* **Task requirements**
Report all lines of the data below that hold the word "OutsideRoot".

Recorded data
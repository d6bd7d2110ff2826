//! Route paths: cache keys relative to the served root
//!
//! A route always starts with `/` and uses `/` as separator regardless of the
//! platform. The root directory itself maps to `/`.

use crate::error::{LiveFilesError, Result};
use std::path::{Component, Path};

/// Route separator
pub const SEPARATOR: char = '/';

/// Computes the route of `path` relative to `root`
///
/// # Errors
///
/// Returns [`LiveFilesError::OutsideRoot`] if `path` is not below `root`.
///
/// # Example
///
/// ```rust
/// use livefiles_cache::route::route_for;
/// use std::path::Path;
///
/// let route = route_for(Path::new("/srv/www"), Path::new("/srv/www/css/site.css")).unwrap();
/// assert_eq!(route, "/css/site.css");
/// ```
pub fn route_for(root: &Path, path: &Path) -> Result<String> {
	let relative = path
		.strip_prefix(root)
		.map_err(|_| LiveFilesError::OutsideRoot(path.to_path_buf()))?;

	let mut route = String::new();
	for component in relative.components() {
		match component {
			Component::Normal(part) => {
				route.push(SEPARATOR);
				route.push_str(&part.to_string_lossy());
			}
			Component::CurDir => {}
			_ => return Err(LiveFilesError::OutsideRoot(path.to_path_buf())),
		}
	}

	if route.is_empty() {
		route.push(SEPARATOR);
	}
	Ok(route)
}

/// Brings a requested route into key form: backslashes become `/` and a
/// leading `/` is added when missing
pub fn normalize_route(route: &str) -> String {
	let route = route.replace('\\', "/");
	if route.starts_with(SEPARATOR) {
		route
	} else {
		format!("/{}", route)
	}
}

/// Returns `true` if `route` lies strictly below the directory route `directory`
pub fn is_under(route: &str, directory: &str) -> bool {
	if directory == "/" {
		return route != "/";
	}
	route
		.strip_prefix(directory)
		.is_some_and(|rest| rest.starts_with(SEPARATOR) && rest.len() > 1)
}

/// Appends a file name to a directory route
pub fn join(directory: &str, name: &str) -> String {
	if directory.ends_with(SEPARATOR) {
		format!("{}{}", directory, name)
	} else {
		format!("{}/{}", directory, name)
	}
}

* **Response box**
/// Returns [`LiveFilesError::OutsideRoot`] if `path` is not below `root`.
		.map_err(|_| LiveFilesError::OutsideRoot(path.to_path_buf()))?;
			_ => return Err(LiveFilesError::OutsideRoot(path.to_path_buf())),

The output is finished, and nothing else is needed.